Day 10: 1 year of Duolingo Italian

Looking back on a year of Duolingo Italian. Have I learned anything?

Day 10: 1 year of Duolingo Italian

I'm what you might call a language junkie. I love to learn both human and computer languages. Last year while visiting my ancestral home town in Sicily, I re-discovered Duolingo, and just for fun, started doing Italian lessons. After a few days, I'd learned a few words and phrases that were immediately useful given that I was at the time in Italy. Simple stuff like "quanto costa?" - how much?, "acqua, per favore" - "water, please", "un cotello, per favore" - "a knife please".

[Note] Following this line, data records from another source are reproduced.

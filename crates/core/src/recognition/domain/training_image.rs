use std::path::PathBuf;

use image::GrayImage;

/// A canonical grayscale face image and the identity it belongs to.
#[derive(Clone, Debug)]
pub struct TrainingImage {
    pub label: String,
    pub path: PathBuf,
    pub pixels: GrayImage,
}

impl TrainingImage {
    pub fn new(label: impl Into<String>, path: impl Into<PathBuf>, pixels: GrayImage) -> Self {
        Self {
            label: label.into(),
            path: path.into(),
            pixels,
        }
    }
}
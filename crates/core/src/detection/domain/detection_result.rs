use std::sync::Arc;

use crate::shared::frame::Frame;
use crate::shared::region::{FeatureKind, Region};

/// A detected face and the sub-features found inside it.
#[derive(Clone, Debug, PartialEq)]
pub struct DetectedFace {
    face: Region,
    features: Vec<Region>,
}

impl DetectedFace {
    /// Builds a face, clamping every feature to the face bounds.
    ///
    /// Features with nothing left inside the face are dropped, so every
    /// `DetectedFace` satisfies the containment invariant by construction.
    pub fn new(face: Region, features: Vec<Region>) -> Self {
        let face = face.with_kind(FeatureKind::Face);
        let features = features
            .iter()
            .filter_map(|f| f.clamp_to(&face))
            .collect();
        Self { face, features }
    }

    pub fn face(&self) -> &Region {
        &self.face
    }

    pub fn features(&self) -> &[Region] {
        &self.features
    }

    pub fn features_of(&self, kind: FeatureKind) -> impl Iterator<Item = &Region> {
        self.features.iter().filter(move |f| f.kind == kind)
    }
}

/// Everything one detection cycle found, in detector order.
#[derive(Clone, Debug, PartialEq)]
pub struct DetectionResult {
    cycle: u64,
    faces: Vec<DetectedFace>,
}

impl DetectionResult {
    pub fn new(cycle: u64, faces: Vec<DetectedFace>) -> Self {
        Self { cycle, faces }
    }

    /// 1-based number of the cycle that produced this result.
    pub fn cycle(&self) -> u64 {
        self.cycle
    }

    pub fn faces(&self) -> &[DetectedFace] {
        &self.faces
    }

    pub fn face_regions(&self) -> Vec<Region> {
        self.faces.iter().map(|f| f.face).collect()
    }

    pub fn is_empty(&self) -> bool {
        self.faces.is_empty()
    }

    pub fn len(&self) -> usize {
        self.faces.len()
    }
}

/// A frame and the result computed from it, published as one unit.
#[derive(Clone, Debug)]
pub struct DetectionSnapshot {
    pub frame: Arc<Frame>,
    pub result: Arc<DetectionResult>,
}

impl DetectionSnapshot {
    pub fn face_regions(&self) -> Vec<Region> {
        self.result.face_regions()
    }

    pub fn has_faces(&self) -> bool {
        !self.result.is_empty()
    }
}

/// Read access to the most recently published snapshot.
pub trait SnapshotProvider: Send + Sync {
    /// The latest frame together with its faces; `None` before the first
    /// cycle completes. Never waits on an in-flight cycle.
    fn capture_frame_and_faces(&self) -> Option<DetectionSnapshot>;
}
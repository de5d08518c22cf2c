use image::GrayImage;

use crate::recognition::domain::training_image::TrainingImage;
use crate::shared::backend::BackendError;

/// Best match for a query image.
#[derive(Clone, Debug, PartialEq)]
pub struct Prediction {
    pub label: String,
    /// Similarity to the matched identity; higher is closer.
    pub score: f64,
}

/// Domain interface for the numerical recognizer behind [`RecognitionModel`].
///
/// `train` replaces any previous model.
///
/// [`RecognitionModel`]: crate::recognition::domain::recognition_model::RecognitionModel
pub trait FaceRecognizer: Send {
    fn train(&mut self, samples: &[TrainingImage]) -> Result<(), BackendError>;

    fn predict(&self, image: &GrayImage) -> Result<Prediction, BackendError>;
}
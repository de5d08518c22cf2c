use std::fs;
use std::path::{Path, PathBuf};
use std::time::{Duration, Instant};

use crate::capture::domain::frame_device::{DeviceError, FrameDevice};
use crate::shared::cancellation::CancelToken;
use crate::shared::constants::IMAGE_EXTENSIONS;
use crate::shared::frame::Frame;

/// Plays a directory of still images as a camera.
///
/// Files are decoded lazily, one per `grab`, in lexical path order and paced
/// to the configured frame rate. With `looped` the sequence restarts after
/// the last image; otherwise the device reports a disconnect at the end.
pub struct ImageSequenceDevice {
    directory: PathBuf,
    files: Vec<PathBuf>,
    position: usize,
    looped: bool,
    frame_interval: Duration,
    last_grab: Option<Instant>,
    next_index: u64,
}

impl ImageSequenceDevice {
    pub fn open(directory: &Path, fps: u32, looped: bool) -> Result<Self, DeviceError> {
        let files = list_images(directory)?;
        if files.is_empty() {
            return Err(DeviceError::Unavailable(format!(
                "no images found in {}",
                directory.display()
            )));
        }
        log::info!(
            "Image sequence opened: {} frames from {} @ {} fps",
            files.len(),
            directory.display(),
            fps
        );
        Ok(Self {
            directory: directory.to_path_buf(),
            files,
            position: 0,
            looped,
            frame_interval: Duration::from_millis(1000 / fps.max(1) as u64),
            last_grab: None,
            next_index: 0,
        })
    }

    pub fn len(&self) -> usize {
        self.files.len()
    }

    pub fn is_empty(&self) -> bool {
        self.files.is_empty()
    }

    fn wait_for_next_slot(&self, cancel: &CancelToken) -> Result<(), DeviceError> {
        if let Some(last) = self.last_grab {
            let elapsed = last.elapsed();
            if elapsed < self.frame_interval && !cancel.sleep(self.frame_interval - elapsed) {
                return Err(DeviceError::Interrupted);
            }
        }
        if cancel.is_cancelled() {
            return Err(DeviceError::Interrupted);
        }
        Ok(())
    }
}

impl FrameDevice for ImageSequenceDevice {
    fn grab(&mut self, cancel: &CancelToken) -> Result<Frame, DeviceError> {
        if self.position >= self.files.len() {
            if !self.looped {
                return Err(DeviceError::Disconnected(format!(
                    "end of image sequence in {}",
                    self.directory.display()
                )));
            }
            self.position = 0;
        }

        self.wait_for_next_slot(cancel)?;

        let path = &self.files[self.position];
        let image = image::open(path).map_err(|source| DeviceError::Decode {
            path: path.clone(),
            source,
        })?;
        self.position += 1;
        self.last_grab = Some(Instant::now());

        let frame = Frame::from_image(&image, self.next_index);
        self.next_index += 1;
        Ok(frame)
    }

    fn describe(&self) -> String {
        format!("image sequence {}", self.directory.display())
    }
}

fn list_images(directory: &Path) -> Result<Vec<PathBuf>, DeviceError> {
    let entries = fs::read_dir(directory).map_err(|e| {
        DeviceError::Unavailable(format!("cannot read {}: {e}", directory.display()))
    })?;
    let mut files: Vec<PathBuf> = entries
        .filter_map(|entry| entry.ok().map(|e| e.path()))
        .filter(|path| path.is_file() && has_image_extension(path))
        .collect();
    files.sort();
    Ok(files)
}

pub(crate) fn has_image_extension(path: &Path) -> bool {
    path.extension()
        .and_then(|e| e.to_str())
        .is_some_and(|ext| IMAGE_EXTENSIONS.contains(&ext.to_ascii_lowercase().as_str()))
}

Studying a language, be it a human or computer language, is always the easiest and most rewarding when you are an environment to immediately put to use what you've learned because of the sense of accomplishment you receive for being able to use each thing you've learned creates a feedback loop that motivates you to keep learning more. While you can try taking classes to learn languages, if you can't figure out how to create this motivational feedback loop, you're probably not going to succeed at learning the language that you are studying.

Where I am today

I'm now a bit over a year into my Italian study on Duolingo. Today is day 391 of my learning streak and I'm on unit 26 of 51 units of the Duolingo Italian course and curious as to what this really means in terms of ability. I've taken a couple online language placement tests and it seems like I'm around advanced A1 or early A2 in the CEFR common reference levels.

Wikipedia describes CEFR A2 as the following:

Can understand sentences and frequently used expressions related to areas of most immediate relevance (e.g. very basic personal and family information, shopping, local geography, employment).
Can communicate in simple and routine tasks requiring a simple and direct exchange of information on familiar and routine matters.
Can describe in simple terms aspects of their background, immediate environment and matters in areas of immediate need.

I've just starting to be able to do the above tasks - at least in terms of listening, reading and writing. I have very little experience with speaking besides talking to the app.

Improving my motivational feedback loop

A year out from my last trip to Italy, I'm feeling the urge to improve my motivational learning feedback loop. I live in an environment where I use Mandarin, English and Cantonese every day (in that order), none of which help with learning Italian, so I need to start adding in some real world Italian usage until I can get back to Italy.

Netflix has decent collection of tv shows and movies in Italian. I tried to to watch a bit about 6 months but it was way over my head which caused me to give up. Last week, though, I was able to finish my first Italian movie and was happy to find that I wasn't entirely lost while watching.

Social media has been a surprisingly good source of content as I happened upon some Chinese who live in Italy that explain China to presumably Italians living in Italy which I find entertaining in that I know the subject matter well and it's very simple so it's easy for me to understand.

I've also found as series of short stories books that control the vocabulary at the CEFR A2 level that seem the perfect level for me. The stories are a bit longer and more challenging than than ~2-3 minute stories Duolingo uses. Reading one of the short stories from the book takes me about 10-15 minutes.

I also purchased books on grammar and verbs to supplement Duolingo. While I really like Duolingo's emphasis on learning through usage instead of learning rules and memorization, I am the type of person that also likes to understand the framework in which I'm operating.

It's also fun to compare my progress in Italian versus Mandarin and Cantonese. Duolingo's Mandarin for English speakers course is longer than it's Italian course. I tried the placement test and unlocked the entire course...trying the most advanced unit, unit 57 of 57 total units, the exercise felt very easy...like child's play in fact. I can fly through a lesson with 100% accuracy as quickly as the app will respond. Compare this to where I am in halfway through the Italian course, a lesson in unit 26 feels very challenging...sometimes I can get every exercise right, but often I make a number of mistakes.

This is the natural process of learning...if I keep it up, at some point I'll look back on these lesson and realize how easy they actually were.

The next step is to try to get back to Italy for a few weeks and put my newfound skills to the test. Wish me luck!